# What cutting edge?



## new2it (Aug 27, 2004)

I have a 04 GMC 2500HD extended cab with a 8' HD fisher. I am just doing my own (very long) gravel driveway. I read in another thread that poly was better for gravel. Any thoughts on this? Are they available for fishers?
p.s. Just got a Line-x put in. Absolutely awesome. 
Thanks


----------



## The Boss (Oct 22, 2003)

Click on Fishers' website link at the top of the page. You should find some info. on there. :waving:


----------



## new2it (Aug 27, 2004)

Thanks Boss, but I couldn't find any info about edges on their sight.


----------



## Ole JIM (Dec 9, 2004)

The Boss said:


> Click on Fishers' website link at the top of the page. You should find some info. on there. :waving:


BOSS Your TRUCK sounds like my Kind of Machine!--Look OUT SNOW Here I COME!--YEH!--Ole JIM--


----------



## The Boss (Oct 22, 2003)

Ole JIM said:


> BOSS Your TRUCK sounds like my Kind of Machine!--Look OUT SNOW Here I COME!--YEH!--Ole JIM--


Thanks Jim! It's got plenty of power, that's for sure.


----------



## Crumm (Nov 5, 2003)

About everything I plow is gravel and I use a steel cutting edge. I would think the poly would wear out very fast on gravel but I don't really know. The trick to gravel is to let the first snowfall of the season get packed down rather than plowing it. This gives you a good base so that you are not plowing gravel all winter.


----------



## Tarkus (Nov 19, 2004)

The trick too is the set the shoes about as low as they will go too (raising cutting edge) when plowing gravel lots and lanes. Fisher is a very good choice for this and stick with steel moldboard too for this (even though Fisher does not make a poly plow at the moment)


----------



## Ole JIM (Dec 9, 2004)

The Boss said:


> Thanks Jim! It's got plenty of power, that's for sure.

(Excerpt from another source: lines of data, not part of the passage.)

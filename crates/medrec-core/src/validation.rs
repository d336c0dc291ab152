//! Field-level validation errors collected by domain validators.

use serde::{Deserialize, Serialize};

use crate::error::{CoreError, CoreResult};

/// A single rejected field.
#[derive(Debug, Clone, PartialEq, Eq, Serialize, Deserialize)]
pub struct FieldError {
    /// Dotted property path, e.g. `drug.concept`.
    pub field: String,
    /// Message code describing the failure.
    pub code: String,
}

impl FieldError {
    pub fn new(field: impl Into<String>, code: impl Into<String>) -> Self {
        Self {
            field: field.into(),
            code: code.into(),
        }
    }
}

/// Errors accumulated while validating one object.
#[derive(Debug, Clone, Default)]
pub struct ValidationErrors {
    object: String,
    errors: Vec<FieldError>,
}

impl ValidationErrors {
    pub fn new(object: impl Into<String>) -> Self {
        Self {
            object: object.into(),
            errors: Vec::new(),
        }
    }

    /// Record a rejected field.
    pub fn reject_value(&mut self, field: impl Into<String>, code: impl Into<String>) {
        self.errors.push(FieldError::new(field, code));
    }

    pub fn has_errors(&self) -> bool {
        !self.errors.is_empty()
    }

    pub fn has_field_errors(&self, field: &str) -> bool {
        self.errors.iter().any(|e| e.field == field)
    }

    pub fn errors(&self) -> &[FieldError] {
        &self.errors
    }

    /// Convert into `Ok(())` when empty, otherwise a [`CoreError::Validation`].
    pub fn into_result(self) -> CoreResult<()> {
        if self.errors.is_empty() {
            Ok(())
        } else {
            Err(CoreError::Validation {
                object: self.object,
                errors: self.errors,
            })
        }
    }
}

#[cfg(test)]
mod tests {
    use super::*;

    #[test]
    fn test_empty_errors_is_ok() {
        let errors = ValidationErrors::new("order");
        assert!(!errors.has_errors());
        assert!(errors.into_result().is_ok());
    }

    #[test]
    fn test_field_errors_are_exact_matches() {
        let mut errors = ValidationErrors::new("order");
        errors.reject_value("drug.concept", "error.null");

        assert!(errors.has_errors());
        assert!(errors.has_field_errors("drug.concept"));
        assert!(!errors.has_field_errors("drug"));
        assert!(matches!(
            errors.into_result(),
            Err(CoreError::Validation { .. })
        ));
    }
}
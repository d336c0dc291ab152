//! Roles, users and the role directory.

use std::collections::{HashSet, VecDeque};

use dashmap::DashMap;
use medrec_core::generate_uuid;
use serde::{Deserialize, Serialize};

use crate::privileges::SUPERUSER_ROLE;

/// A named bundle of privileges.
#[derive(Debug, Clone, PartialEq, Eq, Serialize, Deserialize)]
pub struct Role {
    /// Unique role name.
    pub name: String,

    #[serde(default, skip_serializing_if = "Option::is_none")]
    pub description: Option<String>,

    /// Privileges granted directly by this role.
    #[serde(default)]
    pub privileges: HashSet<String>,

    /// Roles whose privileges this role also grants.
    #[serde(default)]
    pub inherited_roles: Vec<String>,
}

impl Role {
    pub fn new(name: impl Into<String>) -> Self {
        Self {
            name: name.into(),
            description: None,
            privileges: HashSet::new(),
            inherited_roles: Vec::new(),
        }
    }

    #[must_use]
    pub fn with_description(mut self, description: impl Into<String>) -> Self {
        self.description = Some(description.into());
        self
    }

    #[must_use]
    pub fn with_privilege(mut self, privilege: impl Into<String>) -> Self {
        self.privileges.insert(privilege.into());
        self
    }

    #[must_use]
    pub fn with_privileges<I, S>(mut self, privileges: I) -> Self
    where
        I: IntoIterator<Item = S>,
        S: Into<String>,
    {
        self.privileges
            .extend(privileges.into_iter().map(Into::into));
        self
    }

    #[must_use]
    pub fn inheriting(mut self, role: impl Into<String>) -> Self {
        self.inherited_roles.push(role.into());
        self
    }

    #[must_use]
    pub fn inheriting_all<I, S>(mut self, roles: I) -> Self
    where
        I: IntoIterator<Item = S>,
        S: Into<String>,
    {
        self.inherited_roles.extend(roles.into_iter().map(Into::into));
        self
    }

    pub fn is_superuser(&self) -> bool {
        self.name == SUPERUSER_ROLE
    }

    /// Whether this role grants `privilege` directly. The superuser role
    /// grants everything.
    pub fn has_privilege(&self, privilege: &str) -> bool {
        self.is_superuser() || self.privileges.contains(privilege)
    }
}

/// A system account.
#[derive(Debug, Clone, PartialEq, Eq, Serialize, Deserialize)]
pub struct User {
    pub user_id: i32,
    #[serde(default = "generate_uuid")]
    pub uuid: String,
    pub username: String,
    /// Directly assigned role names.
    #[serde(default)]
    pub roles: Vec<String>,
}

impl User {
    pub fn new(user_id: i32, username: impl Into<String>) -> Self {
        Self {
            user_id,
            uuid: generate_uuid(),
            username: username.into(),
            roles: Vec::new(),
        }
    }

    #[must_use]
    pub fn with_role(mut self, role: impl Into<String>) -> Self {
        self.roles.push(role.into());
        self
    }
}

/// Concurrent lookup of roles by name.
#[derive(Debug, Default)]
pub struct RoleDirectory {
    roles: DashMap<String, Role>,
}

impl RoleDirectory {
    pub fn new() -> Self {
        Self::default()
    }

    pub fn with_roles(roles: impl IntoIterator<Item = Role>) -> Self {
        let directory = Self::new();
        for role in roles {
            directory.insert(role);
        }
        directory
    }

    /// Insert or replace a role.
    pub fn insert(&self, role: Role) {
        self.roles.insert(role.name.clone(), role);
    }

    pub fn get(&self, name: &str) -> Option<Role> {
        self.roles.get(name).map(|r| r.value().clone())
    }

    pub fn contains(&self, name: &str) -> bool {
        self.roles.contains_key(name)
    }

    pub fn remove(&self, name: &str) -> Option<Role> {
        self.roles.remove(name).map(|(_, role)| role)
    }

    pub fn len(&self) -> usize {
        self.roles.len()
    }

    pub fn is_empty(&self) -> bool {
        self.roles.is_empty()
    }

    /// Expand `names` to the full set of role names they grant, following
    /// inheritance transitively. Undefined names are kept but contribute
    /// nothing further. Cycles are visited once.
    pub fn expand<'a, I>(&self, names: I) -> Vec<String>
    where
        I: IntoIterator<Item = &'a String>,
    {
        let mut seen: HashSet<String> = HashSet::new();
        let mut order = Vec::new();
        let mut queue: VecDeque<String> = names.into_iter().cloned().collect();

        while let Some(name) = queue.pop_front() {
            if !seen.insert(name.clone()) {
                continue;
            }
            if let Some(role) = self.roles.get(&name) {
                queue.extend(role.inherited_roles.iter().cloned());
            }
            order.push(name);
        }
        order
    }

    /// Whether any of `names`, or a role they inherit, grants `privilege`.
    pub fn grants<'a, I>(&self, names: I, privilege: &str) -> bool
    where
        I: IntoIterator<Item = &'a String>,
    {
        self.expand(names).iter().any(|name| {
            self.roles
                .get(name)
                .is_some_and(|role| role.has_privilege(privilege))
        })
    }

    /// Whether any of `names`, or a role they inherit, is the superuser role.
    pub fn includes_superuser<'a, I>(&self, names: I) -> bool
    where
        I: IntoIterator<Item = &'a String>,
    {
        self.expand(names).iter().any(|name| name == SUPERUSER_ROLE)
    }

    /// All privileges directly or indirectly granted by `names`.
    pub fn privileges_of<'a, I>(&self, names: I) -> HashSet<String>
    where
        I: IntoIterator<Item = &'a String>,
    {
        let mut privileges = HashSet::new();
        for name in self.expand(names) {
            if let Some(role) = self.roles.get(&name) {
                privileges.extend(role.privileges.iter().cloned());
            }
        }
        privileges
    }
}
//! Built-in role and privilege names.

/// Role that implicitly holds every privilege.
pub const SUPERUSER_ROLE: &str = "System Developer";

/// Role whose privileges every caller holds, authenticated or not.
pub const ANONYMOUS_ROLE: &str = "Anonymous";

/// Role whose privileges every authenticated caller holds.
pub const AUTHENTICATED_ROLE: &str = "Authenticated";

pub const ADD_ENCOUNTERS: &str = "Add Encounters";
pub const EDIT_ENCOUNTERS: &str = "Edit Encounters";
pub const VIEW_ENCOUNTERS: &str = "View Encounters";

pub const ADD_VISITS: &str = "Add Visits";
pub const EDIT_VISITS: &str = "Edit Visits";
pub const VIEW_VISITS: &str = "View Visits";
pub const VIEW_VISIT_TYPES: &str = "View Visit Types";

pub const ADD_ORDERS: &str = "Add Orders";
pub const EDIT_ORDERS: &str = "Edit Orders";
pub const VIEW_ORDERS: &str = "View Orders";

pub const VIEW_GLOBAL_PROPERTIES: &str = "View Global Properties";
pub const MANAGE_GLOBAL_PROPERTIES: &str = "Manage Global Properties";
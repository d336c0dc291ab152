//! Privilege-based authorization for medrec services.
//!
//! Services register an [`OperationDescriptor`] for each guarded method and
//! call [`AuthorizationGate::before`] with the caller's [`UserContext`]
//! before running the method body.

pub mod audit;
pub mod context;
pub mod descriptor;
pub mod error;
pub mod gate;
pub mod privileges;
pub mod registry;
pub mod role;

pub use audit::{PrivilegeListener, TracingPrivilegeListener};
pub use context::UserContext;
pub use descriptor::{OperationDescriptor, OperationProvider};
pub use error::{AuthError, ErrorCategory};
pub use gate::{AuthorizationGate, Invocation};
pub use registry::OperationRegistry;
pub use role::{Role, RoleDirectory, User};

pub type AuthResult<T> = std::result::Result<T, AuthError>;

Hi BOSS I had the chance to Drive an Ford Power Stroke w/ Banks twin Turbos --Cal truck--Young Guy moved HERE from Cal--His DAD had a slight SHOCK & operated a welding Shop here!--Hes doing Great!-just SLOW! His SON a Really Nice young Feller! needed some-One? to Drive His FORD Loaded aprox 100 miles to Deliver a heavy Piece His Dad had just Finished!--& His MOM a close Freind of My WIFE! was talking to Linda my Wife & YOU know Women? Linda said JIM will Do IT!-So OFF We went!--POWER!--I Guess! Drove Good & handeled Great!--& Get THIS!--the WIFE Stated!!! WE Gotta Get ONE of THESE!--My REPLY! Hon!-YOU Got $40.000 stached Away in a Cookie Jar?--NO!-- Enjoy It while It Lasts!--WE had a Great TRIP--PASSED every THING! & the Other DAY! While Visting the SON mentioned He had to GO to BOSTON--160 miles One Way!--& My Wife Interupped HIM in Mid Sentance!--We will GO!-- Every ONE Laughed! as Linda Don*t Drive!--So I Guess? FORD Power Strokes have Made a Good Impression on Linda!--as Thats All She Talks About!--Smart Woman! Right?--I explained Its had a Lot Done to IT!--I Don*t CARE! I LIKE IT! Enough SAID! Take CARE!--Ole JIM--


----------